The rest of the afternoon had gone to plan, at least. He was behind and much of the day’s tasks were physical, and by six he was exhausted and ready for a beer and a chance to put his feet up, except another wrench lobbed itself into the works.
One of the younger hands, Katrina, had found him in the stables. She was crying before he could even hang the coming week’s roster on the clipboard’s peg, and tears always stopped him in his tracks. Ranch workers weren’t soft people, and this girl had never been an exception.
“I have to go away for a while,” Kat had told him. “I’m going back to Layton to stay with my parents until somebody catches whoever’s been sneaking around at night. I mean, I hope you’d still want me back, after, but I can’t stay.”

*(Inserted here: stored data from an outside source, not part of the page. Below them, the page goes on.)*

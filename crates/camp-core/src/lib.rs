//! Core domain logic for the camp scheduler.
//!
//! This crate contains the fundamental types and logic for:
//! - Normalisation: validating raw session records into [`Session`]s
//! - Eligibility and conflicts: whether a child can take a session
//! - Scheduling: the two-phase greedy planner behind [`schedule`]

mod conflict;
mod eligibility;
mod plan;
pub mod preferences;
pub mod priority;
mod scheduler;
pub mod session;
pub mod types;
pub mod warning;

pub use conflict::{DEFAULT_BUFFER_MINUTES, dates_overlap, sessions_conflict};
pub use eligibility::{availability_is_open, is_child_eligible};
pub use plan::ChildPlan;
pub use preferences::{Child, PreferenceSheet, PreferenceSheetBuilder};
pub use priority::{Priority, UnknownPriority};
pub use scheduler::{RunResult, ScheduleError, SchedulerConfig, schedule};
pub use session::{RawSession, Session, normalise_sessions};
pub use types::{
    ActivityName, AgeBounds, ChildName, ClockWindow, MINUTES_PER_DAY, SessionId, ValidationError,
    WeekdaySet, parse_weekday,
};
pub use warning::{TracingSink, Warning, WarningSink};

He’d had to take Kat to the bunkhouse kitchen and sit her down with a cold drink and wait for her to calm—another fifteen minutes lost—but he’d gotten to the bottom of it. She’d been stalked by an ex when she was nineteen, and the entire situation with the camera flashes freaked her out, even if everyone thought it was a burglar. Miah couldn’t fault that. He made sure it sounded unlikely that this ex could possibly be the one who’d been coming around Three C, and promised her that of course her job would be waiting for her once everything was cleared up. He’d even carried her suitcases out to her car and made sure she had cash for a coffee and gas.
He’d waved as cheerfully as he could manage as she turned out of the back lot, but inside he’d felt miserable. Everything around here was a fucking shambles. Property vultures circling, creeps skulking around. Why couldn’t the chaos look like it usually did—brush fire, rustling, maybe a cougar sighting? Hell, he’d even take a listeriosis scare over all this human drama.
And so it wasn’t until eight that he found himself done for the day. He normally liked to grab a shower before dinner, but when he stepped inside he could smell that his mother had been busy, and suddenly hygiene could wait. He headed for the kitchen, surprised to find Abilene flitting around, not his mom.